SELECT * FROM posts LIMIT 20
But I am worried about number of records for this method
Method B:
Separate 900 million records to 3 tables with 300 millions for each one.
Table: User Posts
+----------+-------------- +----------------+
| id (int) | user_id (int) | Content (TEXT) |
+----------+---------------+----------------+
| 1 | 1 | some text ... |
+----------+---------------+----------------+
| 2 | 2 | some text ... |
+----------+---------------+----------------+
| 3 | 3 | some text ... |
Table: Page Posts
+----------+-------------- +----------------+
| id (int) | page_id (int) | Content (TEXT) |
+----------+---------------+----------------+
| 1 | 1 | some text ... |
+----------+---------------+----------------+
| 2 | 2 | some text ... |
+----------+---------------+----------------+
| 3 | 3 | some text ... |
Table: Group Posts
+----------+----------------+----------------+
| id (int) | group_id (int) | Content (TEXT) |
+----------+----------------+----------------+
| 1 | 1 | some text ... |
+----------+----------------+----------------+
| 2 | 2 | some text ... |
+----------+----------------+----------------+
| 3 | 3 | some text ... |
now to get a list of 20 posts to display
SELECT * FROM User_Posts LIMIT 10
SELECT * FROM Page_Posts LIMIT 10
SELECT * FROM group_posts LIMIT 10
// and make an array or object of result. and display in output.
In this method, I should sort them in an array in php, and then semd them to page.
Which method is preferred?
Separating a 900 million records table to three tables will affect on speed of reading and writing in mysql?
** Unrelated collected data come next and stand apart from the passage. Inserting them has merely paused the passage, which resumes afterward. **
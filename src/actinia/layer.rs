// SPDX-License-Identifier: MIT

//! Dataset naming used by the engine
//!
//! Collections are addressed as `location.mapset.datatype.layer`. Intermediate
//! outputs produced by translators are bare layer names.

use serde::{Deserialize, Serialize};
use std::fmt;

/// Kind of dataset a layer name refers to
#[derive(Debug, Clone, Copy, PartialEq, Eq, Serialize, Deserialize)]
#[serde(rename_all = "lowercase")]
pub enum DataType {
    Raster,
    Vector,
    Strds,
}

impl DataType {
    pub fn parse(value: &str) -> Option<Self> {
        match value {
            "raster" => Some(Self::Raster),
            "vector" => Some(Self::Vector),
            "strds" => Some(Self::Strds),
            _ => None,
        }
    }

    pub fn as_str(&self) -> &'static str {
        match self {
            Self::Raster => "raster",
            Self::Vector => "vector",
            Self::Strds => "strds",
        }
    }
}

impl fmt::Display for DataType {
    fn fmt(&self, f: &mut fmt::Formatter<'_>) -> fmt::Result {
        f.write_str(self.as_str())
    }
}

/// The components of a layer definition
#[derive(Debug, Clone, PartialEq, Eq)]
pub struct LayerName {
    pub location: Option<String>,
    pub mapset: Option<String>,
    pub datatype: Option<DataType>,
    pub layer: String,
}

impl LayerName {
    /// Split a layer definition into its components.
    ///
    /// `nc_spm_08.landsat.strds.lsat5_1987_10` yields all four parts, while a
    /// bare `lsat5_1987_10_filter_temporal` only has a layer name. A bare name
    /// may carry its mapset as `layer@mapset`.
    pub fn parse(name: &str) -> Self {
        let parts: Vec<&str> = name.splitn(4, '.').collect();
        if parts.len() == 4 {
            if let Some(datatype) = DataType::parse(parts[2]) {
                return Self {
                    location: Some(parts[0].to_string()),
                    mapset: Some(parts[1].to_string()),
                    datatype: Some(datatype),
                    layer: parts[3].to_string(),
                };
            }
        }

        match name.split_once('@') {
            Some((layer, mapset)) if !layer.is_empty() && !mapset.is_empty() => Self {
                location: None,
                mapset: Some(mapset.to_string()),
                datatype: None,
                layer: layer.to_string(),
            },
            _ => Self {
                location: None,
                mapset: None,
                datatype: None,
                layer: name.to_string(),
            },
        }
    }

    /// Like [`LayerName::parse`], but `None` when a component contains `/`,
    /// `?` or `#`, which would leave its path segment in an engine URL
    pub fn parse_checked(name: &str) -> Option<Self> {
        let parsed = Self::parse(name);
        let components = [
            parsed.location.as_deref(),
            parsed.mapset.as_deref(),
            Some(parsed.layer.as_str()),
        ];
        let reserved = |c: char| matches!(c, '/' | '?' | '#');
        if components.iter().flatten().any(|part| part.contains(reserved)) {
            None
        } else {
            Some(parsed)
        }
    }

    /// Name of the map as the engine expects it: `layer@mapset` or `layer`
    pub fn map_name(&self) -> String {
        match &self.mapset {
            Some(mapset) => format!("{}@{}", self.layer, mapset),
            None => self.layer.clone(),
        }
    }

    /// True when the layer is a space-time raster dataset or its type is unknown
    pub fn is_time_series(&self) -> bool {
        matches!(self.datatype, None | Some(DataType::Strds))
    }

    /// Deterministic name of the output a process derives from this layer
    pub fn derived(&self, process_name: &str) -> String {
        format!("{}_{}", self.layer, process_name)
    }
}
This is actually a discussion about Singe - Table - Inheritance vs. Table Per Class Inheritance and missing out joined inheritance. The former is related to Method A, the second to your Method B and Method C would be as having all IDs of your posts in one table and deferring specific attributes for group or user - posts ijto different tables.
Whilst having a big sized table always has its negativ impacts related to table full scans the approach of splitting tables has it's own , too. It depends on how often your application needs to access the whole list of posts vs. only retrieving certain post types.
Another consideration you should take into account is data partitioning which can be done with MySQL or Oracle Database e.g. which is a way of organizing your data within tables given opportunities for information lifecycle (which data is accessed when and how often, can part of it be moved and compressed reducing database size and increasing the speed for accessing the left part of the data in the table), which is basically split into three major techniques:
Range based partitioning, list based partitioning and hash based partitioning.
Other features not so commonly supported related to reducing table sizes are the ones dealing with insert's with timestamp invalidating the inserted data automatically after a certain timeperiod has expired.
What indeed is a major application design decision and can boost performance is to distinguish between read and writeaccesses to the database at application level.
Consider a MySQL - Backend: Because writeaccesses are obviously more critical to database performance then read accesses you could setup a MySQL - Instance for writing to the database and another one as replicant of this for the readaccesses, though this is also discussable, mainly when it comes to RDT (real time decisions), where absolute consistency of data at any given time is a must.
Using object pools as a layer between your application and the database also is a technique to improve application performance though I don't know of existing solutions in the PHP world yet. Oracle Hot Cache is a pretty sophisticated example of it.
You could build your own one implemented on top of a in - memory database or using memcache, though.